RECORDS TO USE Block Start

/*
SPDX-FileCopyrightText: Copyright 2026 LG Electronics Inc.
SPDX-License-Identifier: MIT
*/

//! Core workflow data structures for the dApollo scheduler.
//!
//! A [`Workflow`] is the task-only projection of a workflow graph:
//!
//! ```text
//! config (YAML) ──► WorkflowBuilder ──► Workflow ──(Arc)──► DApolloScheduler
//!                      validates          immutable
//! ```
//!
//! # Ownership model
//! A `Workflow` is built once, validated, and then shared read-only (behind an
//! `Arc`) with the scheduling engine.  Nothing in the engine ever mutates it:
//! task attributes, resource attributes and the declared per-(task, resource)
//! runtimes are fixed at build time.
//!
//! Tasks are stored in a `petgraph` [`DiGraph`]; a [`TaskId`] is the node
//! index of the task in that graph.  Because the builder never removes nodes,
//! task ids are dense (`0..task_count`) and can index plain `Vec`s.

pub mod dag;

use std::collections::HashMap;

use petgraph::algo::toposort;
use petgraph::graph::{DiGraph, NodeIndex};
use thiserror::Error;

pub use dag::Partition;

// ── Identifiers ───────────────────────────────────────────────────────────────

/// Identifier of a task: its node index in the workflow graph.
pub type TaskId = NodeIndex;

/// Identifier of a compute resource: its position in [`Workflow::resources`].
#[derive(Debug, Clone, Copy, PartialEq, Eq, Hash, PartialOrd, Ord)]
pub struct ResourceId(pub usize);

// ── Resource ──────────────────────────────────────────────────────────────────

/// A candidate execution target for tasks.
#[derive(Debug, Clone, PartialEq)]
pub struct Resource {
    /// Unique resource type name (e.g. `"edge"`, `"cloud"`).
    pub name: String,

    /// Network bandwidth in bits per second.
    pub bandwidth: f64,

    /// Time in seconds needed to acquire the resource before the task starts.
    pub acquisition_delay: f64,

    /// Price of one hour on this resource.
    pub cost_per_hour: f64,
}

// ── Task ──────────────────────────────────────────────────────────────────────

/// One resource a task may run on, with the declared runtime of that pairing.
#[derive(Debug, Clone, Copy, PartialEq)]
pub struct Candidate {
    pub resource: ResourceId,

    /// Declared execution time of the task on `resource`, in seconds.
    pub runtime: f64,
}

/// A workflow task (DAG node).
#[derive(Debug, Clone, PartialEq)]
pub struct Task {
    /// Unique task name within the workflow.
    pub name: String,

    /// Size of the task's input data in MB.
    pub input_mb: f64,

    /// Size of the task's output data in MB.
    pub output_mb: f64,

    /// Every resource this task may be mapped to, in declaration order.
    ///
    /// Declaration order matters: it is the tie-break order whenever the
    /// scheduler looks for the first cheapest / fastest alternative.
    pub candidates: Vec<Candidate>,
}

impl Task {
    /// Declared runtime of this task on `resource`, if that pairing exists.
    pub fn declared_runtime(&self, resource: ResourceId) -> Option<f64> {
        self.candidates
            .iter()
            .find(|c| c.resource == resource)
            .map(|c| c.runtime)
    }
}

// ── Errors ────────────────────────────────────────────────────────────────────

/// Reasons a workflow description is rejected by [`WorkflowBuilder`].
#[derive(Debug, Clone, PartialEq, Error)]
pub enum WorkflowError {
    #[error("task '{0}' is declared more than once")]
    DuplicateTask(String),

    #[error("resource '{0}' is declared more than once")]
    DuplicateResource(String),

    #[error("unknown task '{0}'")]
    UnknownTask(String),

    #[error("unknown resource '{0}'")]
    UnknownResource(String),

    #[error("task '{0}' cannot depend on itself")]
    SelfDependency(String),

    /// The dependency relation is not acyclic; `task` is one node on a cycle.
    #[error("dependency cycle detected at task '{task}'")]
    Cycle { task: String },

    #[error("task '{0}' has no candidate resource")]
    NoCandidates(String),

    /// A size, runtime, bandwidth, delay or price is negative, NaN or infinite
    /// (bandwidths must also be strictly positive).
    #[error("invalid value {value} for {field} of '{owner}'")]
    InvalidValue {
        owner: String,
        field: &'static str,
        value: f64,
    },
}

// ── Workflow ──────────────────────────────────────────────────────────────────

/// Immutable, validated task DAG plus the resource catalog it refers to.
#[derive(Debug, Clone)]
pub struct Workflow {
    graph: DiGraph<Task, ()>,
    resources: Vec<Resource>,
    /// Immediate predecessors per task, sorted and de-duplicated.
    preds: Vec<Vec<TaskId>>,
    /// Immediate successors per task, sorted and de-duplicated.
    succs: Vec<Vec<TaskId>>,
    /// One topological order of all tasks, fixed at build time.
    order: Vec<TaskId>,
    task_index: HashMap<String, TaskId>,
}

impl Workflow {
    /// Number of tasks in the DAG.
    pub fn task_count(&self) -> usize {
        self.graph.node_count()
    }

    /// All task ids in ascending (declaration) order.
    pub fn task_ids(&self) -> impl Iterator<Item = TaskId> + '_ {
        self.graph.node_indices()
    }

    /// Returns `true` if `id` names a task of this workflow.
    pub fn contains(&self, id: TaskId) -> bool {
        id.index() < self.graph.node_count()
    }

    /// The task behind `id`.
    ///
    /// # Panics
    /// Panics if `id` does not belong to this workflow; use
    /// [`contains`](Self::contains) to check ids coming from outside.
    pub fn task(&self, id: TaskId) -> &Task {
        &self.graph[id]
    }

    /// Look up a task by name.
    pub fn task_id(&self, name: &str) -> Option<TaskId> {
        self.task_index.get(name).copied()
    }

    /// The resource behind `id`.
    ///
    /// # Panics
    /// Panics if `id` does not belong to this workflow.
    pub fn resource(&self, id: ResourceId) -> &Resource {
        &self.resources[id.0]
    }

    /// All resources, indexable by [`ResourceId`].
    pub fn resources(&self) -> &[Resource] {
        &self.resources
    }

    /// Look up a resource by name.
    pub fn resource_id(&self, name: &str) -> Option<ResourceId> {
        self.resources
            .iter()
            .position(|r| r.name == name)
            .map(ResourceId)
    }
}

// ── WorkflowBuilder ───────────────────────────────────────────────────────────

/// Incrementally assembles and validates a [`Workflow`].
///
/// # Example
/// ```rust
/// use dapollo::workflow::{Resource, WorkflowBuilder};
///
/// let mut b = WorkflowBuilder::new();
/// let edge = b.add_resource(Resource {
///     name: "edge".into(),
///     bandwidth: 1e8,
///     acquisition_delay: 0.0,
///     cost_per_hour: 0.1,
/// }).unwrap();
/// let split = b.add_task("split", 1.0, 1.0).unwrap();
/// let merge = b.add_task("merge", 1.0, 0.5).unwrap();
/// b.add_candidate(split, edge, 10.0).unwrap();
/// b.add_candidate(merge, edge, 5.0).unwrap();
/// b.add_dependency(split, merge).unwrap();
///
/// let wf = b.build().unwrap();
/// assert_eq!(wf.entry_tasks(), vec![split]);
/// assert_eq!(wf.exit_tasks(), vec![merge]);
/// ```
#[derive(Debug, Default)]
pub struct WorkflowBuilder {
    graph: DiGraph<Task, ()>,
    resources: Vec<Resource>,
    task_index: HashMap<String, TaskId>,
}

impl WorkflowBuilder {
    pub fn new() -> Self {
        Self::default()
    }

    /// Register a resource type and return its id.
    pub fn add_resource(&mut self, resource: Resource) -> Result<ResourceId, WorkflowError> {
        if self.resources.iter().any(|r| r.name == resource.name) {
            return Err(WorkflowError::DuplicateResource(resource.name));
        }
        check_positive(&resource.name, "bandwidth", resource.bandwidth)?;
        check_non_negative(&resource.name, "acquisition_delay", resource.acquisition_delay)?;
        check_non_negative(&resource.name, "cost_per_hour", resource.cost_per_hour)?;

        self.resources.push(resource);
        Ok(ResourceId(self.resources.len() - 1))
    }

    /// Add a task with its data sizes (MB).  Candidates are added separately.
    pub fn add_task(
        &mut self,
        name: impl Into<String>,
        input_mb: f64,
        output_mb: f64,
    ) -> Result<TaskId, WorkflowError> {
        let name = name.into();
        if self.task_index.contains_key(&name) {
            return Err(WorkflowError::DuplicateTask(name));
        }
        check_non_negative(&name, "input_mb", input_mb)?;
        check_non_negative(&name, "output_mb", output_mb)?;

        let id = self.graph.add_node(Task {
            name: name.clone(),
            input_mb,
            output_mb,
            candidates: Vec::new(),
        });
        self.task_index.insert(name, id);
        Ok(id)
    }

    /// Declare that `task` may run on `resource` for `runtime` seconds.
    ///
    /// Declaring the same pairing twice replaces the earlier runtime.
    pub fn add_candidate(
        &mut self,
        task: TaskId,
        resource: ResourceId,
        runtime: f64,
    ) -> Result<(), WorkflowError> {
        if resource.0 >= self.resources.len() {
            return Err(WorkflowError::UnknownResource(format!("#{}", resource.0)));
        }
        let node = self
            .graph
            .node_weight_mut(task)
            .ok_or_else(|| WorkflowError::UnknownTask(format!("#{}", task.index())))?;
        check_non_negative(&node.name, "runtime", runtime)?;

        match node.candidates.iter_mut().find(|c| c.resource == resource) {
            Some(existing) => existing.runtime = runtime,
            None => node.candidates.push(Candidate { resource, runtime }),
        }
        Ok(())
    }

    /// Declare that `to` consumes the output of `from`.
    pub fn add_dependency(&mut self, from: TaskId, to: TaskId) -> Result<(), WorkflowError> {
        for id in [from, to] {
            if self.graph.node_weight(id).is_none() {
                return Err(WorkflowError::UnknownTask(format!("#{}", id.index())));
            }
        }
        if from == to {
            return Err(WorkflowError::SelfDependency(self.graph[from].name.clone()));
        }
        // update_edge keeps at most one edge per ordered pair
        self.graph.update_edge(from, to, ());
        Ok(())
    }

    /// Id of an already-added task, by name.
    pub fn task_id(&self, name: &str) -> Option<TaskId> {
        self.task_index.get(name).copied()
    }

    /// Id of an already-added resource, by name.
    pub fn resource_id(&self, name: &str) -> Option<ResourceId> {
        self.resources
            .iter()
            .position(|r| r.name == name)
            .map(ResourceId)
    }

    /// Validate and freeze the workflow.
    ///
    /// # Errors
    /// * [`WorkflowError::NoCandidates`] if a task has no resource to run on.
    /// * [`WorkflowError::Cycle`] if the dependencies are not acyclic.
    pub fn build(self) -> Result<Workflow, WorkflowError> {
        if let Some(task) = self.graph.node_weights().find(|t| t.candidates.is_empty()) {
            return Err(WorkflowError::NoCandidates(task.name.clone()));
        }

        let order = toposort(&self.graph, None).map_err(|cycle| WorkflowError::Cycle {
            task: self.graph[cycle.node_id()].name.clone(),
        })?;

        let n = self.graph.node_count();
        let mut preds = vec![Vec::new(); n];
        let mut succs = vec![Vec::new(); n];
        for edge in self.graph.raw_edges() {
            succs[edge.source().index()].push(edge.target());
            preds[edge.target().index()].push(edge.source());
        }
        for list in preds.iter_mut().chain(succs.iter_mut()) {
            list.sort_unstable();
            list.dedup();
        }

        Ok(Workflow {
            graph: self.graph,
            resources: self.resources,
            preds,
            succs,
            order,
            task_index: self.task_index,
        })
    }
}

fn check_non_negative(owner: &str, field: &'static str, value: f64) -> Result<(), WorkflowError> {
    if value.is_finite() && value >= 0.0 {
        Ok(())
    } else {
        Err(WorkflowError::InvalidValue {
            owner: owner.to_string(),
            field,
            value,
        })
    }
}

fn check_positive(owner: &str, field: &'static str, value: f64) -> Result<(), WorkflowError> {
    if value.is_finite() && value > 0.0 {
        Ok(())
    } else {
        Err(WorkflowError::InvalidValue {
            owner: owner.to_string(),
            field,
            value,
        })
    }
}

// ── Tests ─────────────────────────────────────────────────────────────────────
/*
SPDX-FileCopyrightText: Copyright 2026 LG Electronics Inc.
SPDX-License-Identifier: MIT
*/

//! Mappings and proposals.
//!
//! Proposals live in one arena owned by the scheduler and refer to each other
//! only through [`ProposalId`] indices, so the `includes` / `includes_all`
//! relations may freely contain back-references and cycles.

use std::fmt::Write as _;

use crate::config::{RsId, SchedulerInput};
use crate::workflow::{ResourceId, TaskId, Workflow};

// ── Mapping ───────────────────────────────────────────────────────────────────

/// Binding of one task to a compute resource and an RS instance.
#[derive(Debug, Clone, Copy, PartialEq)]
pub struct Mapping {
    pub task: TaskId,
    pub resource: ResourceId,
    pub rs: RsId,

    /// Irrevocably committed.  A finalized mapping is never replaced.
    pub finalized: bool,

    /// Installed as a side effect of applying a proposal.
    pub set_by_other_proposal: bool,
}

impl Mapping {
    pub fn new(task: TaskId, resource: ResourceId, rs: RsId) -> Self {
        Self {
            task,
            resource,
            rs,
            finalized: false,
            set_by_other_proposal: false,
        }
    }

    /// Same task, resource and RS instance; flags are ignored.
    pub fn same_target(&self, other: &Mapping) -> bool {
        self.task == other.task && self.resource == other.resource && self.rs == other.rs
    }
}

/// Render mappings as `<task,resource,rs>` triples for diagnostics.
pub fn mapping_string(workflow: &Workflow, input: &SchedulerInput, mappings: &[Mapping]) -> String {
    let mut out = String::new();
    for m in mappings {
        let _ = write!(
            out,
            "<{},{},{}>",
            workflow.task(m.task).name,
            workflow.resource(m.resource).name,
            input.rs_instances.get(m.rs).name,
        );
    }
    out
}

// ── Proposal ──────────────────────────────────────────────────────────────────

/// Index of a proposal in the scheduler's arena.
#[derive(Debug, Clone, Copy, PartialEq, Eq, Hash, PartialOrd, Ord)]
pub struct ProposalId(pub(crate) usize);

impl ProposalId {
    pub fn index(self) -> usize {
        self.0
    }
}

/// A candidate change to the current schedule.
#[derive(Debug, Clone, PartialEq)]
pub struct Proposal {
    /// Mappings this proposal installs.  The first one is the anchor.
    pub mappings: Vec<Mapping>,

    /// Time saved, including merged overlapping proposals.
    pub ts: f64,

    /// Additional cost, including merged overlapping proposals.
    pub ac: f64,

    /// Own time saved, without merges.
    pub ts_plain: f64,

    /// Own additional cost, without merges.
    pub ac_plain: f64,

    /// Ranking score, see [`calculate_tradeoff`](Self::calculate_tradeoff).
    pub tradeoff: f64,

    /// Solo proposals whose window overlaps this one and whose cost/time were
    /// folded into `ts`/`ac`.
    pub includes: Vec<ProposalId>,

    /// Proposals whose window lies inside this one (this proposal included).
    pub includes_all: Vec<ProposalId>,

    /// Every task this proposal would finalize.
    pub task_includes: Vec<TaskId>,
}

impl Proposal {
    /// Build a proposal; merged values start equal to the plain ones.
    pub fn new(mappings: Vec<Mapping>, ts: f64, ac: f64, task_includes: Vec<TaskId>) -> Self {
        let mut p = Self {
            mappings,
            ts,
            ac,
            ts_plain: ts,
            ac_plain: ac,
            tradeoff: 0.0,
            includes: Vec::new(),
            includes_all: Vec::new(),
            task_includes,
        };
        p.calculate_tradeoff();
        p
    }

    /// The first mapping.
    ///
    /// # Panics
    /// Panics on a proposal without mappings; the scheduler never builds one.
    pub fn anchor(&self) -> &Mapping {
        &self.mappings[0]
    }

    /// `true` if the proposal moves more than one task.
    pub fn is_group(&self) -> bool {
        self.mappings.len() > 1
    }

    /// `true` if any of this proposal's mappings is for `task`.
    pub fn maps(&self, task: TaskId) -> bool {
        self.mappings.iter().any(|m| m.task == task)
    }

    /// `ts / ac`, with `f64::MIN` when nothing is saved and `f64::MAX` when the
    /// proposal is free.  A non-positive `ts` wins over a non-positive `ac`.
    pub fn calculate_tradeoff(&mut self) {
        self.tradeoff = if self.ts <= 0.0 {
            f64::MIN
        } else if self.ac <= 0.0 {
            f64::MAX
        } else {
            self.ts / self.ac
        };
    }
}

RECORDS TO USE Block End

• **PROBLEM TO WORK ON**: Among the entries above, copy exactly only the lines starting with the one containing "(this proposal included)." and going through the one containing "any of this", both ends included.

• **OUTPUT BELOW**:
    /// Proposals whose window lies inside this one (this proposal included).
    pub includes_all: Vec<ProposalId>,

    /// Every task this proposal would finalize.
    pub task_includes: Vec<TaskId>,
}

impl Proposal {
    /// Build a proposal; merged values start equal to the plain ones.
    pub fn new(mappings: Vec<Mapping>, ts: f64, ac: f64, task_includes: Vec<TaskId>) -> Self {
        let mut p = Self {
            mappings,
            ts,
            ac,
            ts_plain: ts,
            ac_plain: ac,
            tradeoff: 0.0,
            includes: Vec::new(),
            includes_all: Vec::new(),
            task_includes,
        };
        p.calculate_tradeoff();
        p
    }

    /// The first mapping.
    ///
    /// # Panics
    /// Panics on a proposal without mappings; the scheduler never builds one.
    pub fn anchor(&self) -> &Mapping {
        &self.mappings[0]
    }

    /// `true` if the proposal moves more than one task.
    pub fn is_group(&self) -> bool {
        self.mappings.len() > 1
    }

    /// `true` if any of this proposal's mappings is for `task`.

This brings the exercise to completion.